Today I had the pleasure of detailing my friend Adam's new BMW M135i. My other good mate Bob came over to lend a hand too! Was a fun day, with this BMW only requiring a finishing polish to produce maximum gloss, before applying ArtDeShine ArtDeSicko hybrid coating! I love this stuff! Epic gloss, better than any other coatings and hybrids I've ever seen! :argie:

How the car presented. Needed a wash, but was pretty clean and in excellent condition. The wheels were typical BMW dirty though! 














































Wash time. It was too bloody hot outside, so the car got a foaming with Simple Green APC in the garage to start the cleansing of the paint. The car was then washed with ArmorAll Heavy Duty Wash. The wheels came up surprisingly good!









































































Wheel cleaning time! The wheels just got a hit with Sonax Extreme Full Effect. Love this stuff, perfectly clean wheels with no effort at all!

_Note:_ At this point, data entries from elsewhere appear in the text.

use displayctl_state::{DisplayState, PendingConfig};
use zbus::fdo;

use crate::error::{ApplyError, DecodeError, FetchError};

pub mod mutter_display_config;

use self::mutter_display_config::{
    encode_pending, ApplyLogicalMonitor, ApplyMethod, ApplyProperties, CurrentState,
    DisplayConfigProxyBlocking, PATH,
};

/// The two calls of the display configuration interface that we use.
pub trait DisplayConfigBus {
    fn current_state(&self) -> zbus::Result<CurrentState>;

    fn apply_config(
        &self,
        serial: u32,
        method: u32,
        logical_monitors: &[ApplyLogicalMonitor],
        properties: &ApplyProperties,
    ) -> zbus::Result<()>;
}

impl DisplayConfigBus for DisplayConfigProxyBlocking<'_> {
    fn current_state(&self) -> zbus::Result<CurrentState> {
        let (serial, monitors, logical_monitors, properties) = self.get_current_state()?;
        Ok(CurrentState {
            serial,
            monitors,
            logical_monitors,
            properties,
        })
    }

    fn apply_config(
        &self,
        serial: u32,
        method: u32,
        logical_monitors: &[ApplyLogicalMonitor],
        properties: &ApplyProperties,
    ) -> zbus::Result<()> {
        self.apply_monitors_config(serial, method, logical_monitors, properties)
    }
}

/// Owns the connection to the display configuration service.
pub struct DisplayConfigManager<B = DisplayConfigProxyBlocking<'static>> {
    bus: B,
}

impl DisplayConfigManager {
    /// Connects to the service at `destination` on the session bus.
    pub fn connect(destination: &str) -> zbus::Result<Self> {
        let _span = tracing::debug_span!("DisplayConfigManager::connect").entered();

        let conn = zbus::blocking::Connection::session()?;
        let proxy = DisplayConfigProxyBlocking::builder(&conn)
            .destination(destination.to_owned())?
            .path(PATH)?
            .cache_properties(zbus::CacheProperties::No)
            .build()?;

        debug!("connected to {destination}");
        Ok(Self::with_bus(proxy))
    }
}

impl<B: DisplayConfigBus> DisplayConfigManager<B> {
    pub fn with_bus(bus: B) -> Self {
        Self { bus }
    }

    pub fn bus(&self) -> &B {
        &self.bus
    }

    /// Fetches and decodes the current state in one blocking round trip.
    pub fn fetch_current_state(&self) -> Result<DisplayState, FetchError> {
        let reply = self.bus.current_state().map_err(|err| match err {
            zbus::Error::Variant(_) => FetchError::Decode(DecodeError::Payload(err)),
            err => FetchError::Transport(err),
        })?;

        let state = reply.decode()?;
        debug!(
            "fetched state with serial {}: {} monitors, {} logical monitors",
            state.serial,
            state.monitors.len(),
            state.logical_monitors.len()
        );

        Ok(state)
    }

    /// Applies a configuration built on top of `base`.
    ///
    /// The serial of `base` is sent along, so the service refuses the configuration if the state
    /// changed in the meantime. That case is reported as [`ApplyError::StaleSerial`].
    pub fn apply(
        &self,
        base: &DisplayState,
        config: &PendingConfig<'_>,
        method: ApplyMethod,
    ) -> Result<(), ApplyError> {
        let (logical_monitors, properties) = encode_pending(config);

        debug!(
            "applying {} logical monitors on top of serial {} ({method:?})",
            logical_monitors.len(),
            base.serial
        );

        self.bus
            .apply_config(
                base.serial,
                method.to_wire(),
                &logical_monitors,
                &properties,
            )
            .map_err(|err| classify_apply_error(err, base.serial))
    }
}

fn classify_apply_error(err: zbus::Error, serial: u32) -> ApplyError {
    let (name, reason) = match &err {
        zbus::Error::MethodError(name, reason, _) => {
            (name.as_str().to_owned(), reason.clone().unwrap_or_default())
        }
        zbus::Error::FDO(fdo_err) => match &**fdo_err {
            fdo::Error::AccessDenied(reason) => (error_name("AccessDenied"), reason.clone()),
            fdo::Error::InvalidArgs(reason) => (error_name("InvalidArgs"), reason.clone()),
            fdo::Error::NotSupported(reason) => (error_name("NotSupported"), reason.clone()),
            fdo::Error::Failed(reason) => (error_name("Failed"), reason.clone()),
            _ => return ApplyError::Transport(err),
        },
        _ => return ApplyError::Transport(err),
    };

    let Some(kind) = name.strip_prefix("org.freedesktop.DBus.Error.") else {
        // Errors specific to the service are always about the configuration.
        return ApplyError::Rejected(reason);
    };

    match kind {
        "AccessDenied" if reason.to_lowercase().contains("stale") => {
            ApplyError::StaleSerial { serial, reason }
        }
        "AccessDenied" | "InvalidArgs" | "NotSupported" | "Failed" => ApplyError::Rejected(reason),
        _ => ApplyError::Transport(err),
    }
}

fn error_name(kind: &str) -> String {
    format!("org.freedesktop.DBus.Error.{kind}")
}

Polishing time! The paint was in brilliant condition! No swirls, no holograms, no marks or scratches found! All we needed to do was bling this bad boy up with some Meguiars Ultimate Polish! I got to play with my new Rupes Bigfoot 21 while Bob used his DAS-6 Pro. I also use my Flex rotary on the intricate areas like the front bumper.

I'm still finding my technique for the Rupes Bigfoot, but it's proving to be one very nice machine. It covers a lot of paint very quickly too, I did the entire roof in three sets, which only took about ten minutes all up!

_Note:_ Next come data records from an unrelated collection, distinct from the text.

use thiserror::Error;

/// The `GetCurrentState` reply could not be turned into a [`DisplayState`].
///
/// No partial state is ever returned alongside this error.
///
/// [`DisplayState`]: displayctl_state::DisplayState
#[derive(Debug, Error)]
pub enum DecodeError {
    #[error("reply does not have the expected shape")]
    Payload(#[source] zbus::Error),
    #[error("unknown layout mode {0}")]
    UnknownLayoutMode(u32),
    #[error("property {key} has an unexpected type")]
    InvalidProperty { key: &'static str },
}

#[derive(Debug, Error)]
pub enum FetchError {
    #[error("error talking to the display configuration service")]
    Transport(#[source] zbus::Error),
    #[error("error decoding the current display state")]
    Decode(#[from] DecodeError),
}

#[derive(Debug, Error)]
pub enum ApplyError {
    /// The state changed since it was fetched. Fetch it again and rebuild the configuration.
    #[error("the configuration is based on stale state (serial {serial}): {reason}")]
    StaleSerial { serial: u32, reason: String },
    /// The service refused the configuration itself.
    #[error("the configuration was rejected: {0}")]
    Rejected(String),
    #[error("error talking to the display configuration service")]
    Transport(#[source] zbus::Error),
}

#[derive(Debug, Error, PartialEq, Eq)]
pub enum BuilderError {
    #[error("{option} given without a logical monitor, add one with --logical-monitor first")]
    NoPendingLogicalMonitor { option: &'static str },
    #[error("tried to add unknown monitor {0}")]
    UnknownMonitor(String),
    #[error("monitor {0} has no preferred mode")]
    NoPreferredMode(String),
    #[error("invalid {option} value {value}")]
    InvalidNumericArgument { option: &'static str, value: String },
}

Wipe down time in preparation for ArtDeShine ArtDeSicko Hybrid Coating. We wiped down with panel wipe, followed by an IPA mix for good measure. I think Bob had his good measure too! 




























ArtDeShine ArtDeSicko Hybrid Coating. This one is stupidly easy to use! Wipe on, buff off, job done! And the gloss! OMFG! Epic is the only way to describe it! It darkens a little bit, and really richens up the paint. Love this stuff!

We applied the coating with a foam applicator this time. This coating can be used in a spray bottle for even easier usage, but I didn't have any. The BMW M135i got two coats, 30 minutes apart.










Outside pics! It was an awesome sight seeing this coating get better and better as it was settling in. Bob and I use a fair bit of coatings here, but I was waiting to show Bob how this one goes! I got to use it on a few Lamborghinis, an Aston Martin, and a few BMW's in Singapore recently, and have been dying to use it again ever since! It certainly didn't disappoint!
































































Bob, Adam, and I went for an afternoon cruise to a local hangout. Got to capture some nice shots in the late afternoon sun! I got a great walk around vid as well, but it's a bit big. I'll have to post it when I learn how to cut back the size a bit!













































































































Bob's immaculate RX8 GT!










My Lexus IS-F!










All three cars together!










Thanks for looking! Any questions and comments welcome! :wave:


----------



## AaronGTi (Nov 2, 2010)

Outstanding guys!!

I need ArtDeSicko ASAP!!

: thumb:


----------



## Dave KG (Feb 23, 2006)

Looks nice and glossy in the afters. Rupes looks interesting (and fast), would be interested to see finish compared between the Rupes and a rotary, both by eye and perhaps with a gloss meter to see just how they compare  Though, as with all cases of different machine motions, some polishes will suit one type of machine, and other polishes other types.


----------



## stangalang (Nov 27, 2009)

You the boss matey. It look amazing bro, and what a car!!


----------



## Derekh929 (Aug 28, 2011)

Looks fantastic love it


----------



## JonD (Aug 2, 2010)

Certainly gives a nice finish, the finish on the Lexus looks stunning


----------



## DMH-01 (Mar 29, 2011)

Good job :thumb:


----------



## -Raven- (Aug 26, 2010)

Dave KG said:


> Looks nice and glossy in the afters. Rupes looks interesting (and fast), would be interested to see finish compared between the Rupes and a rotary, both by eye and perhaps with a gloss meter to see just how they compare  Though, as with all cases of different machine motions, some polishes will suit one type of machine, and other polishes other types.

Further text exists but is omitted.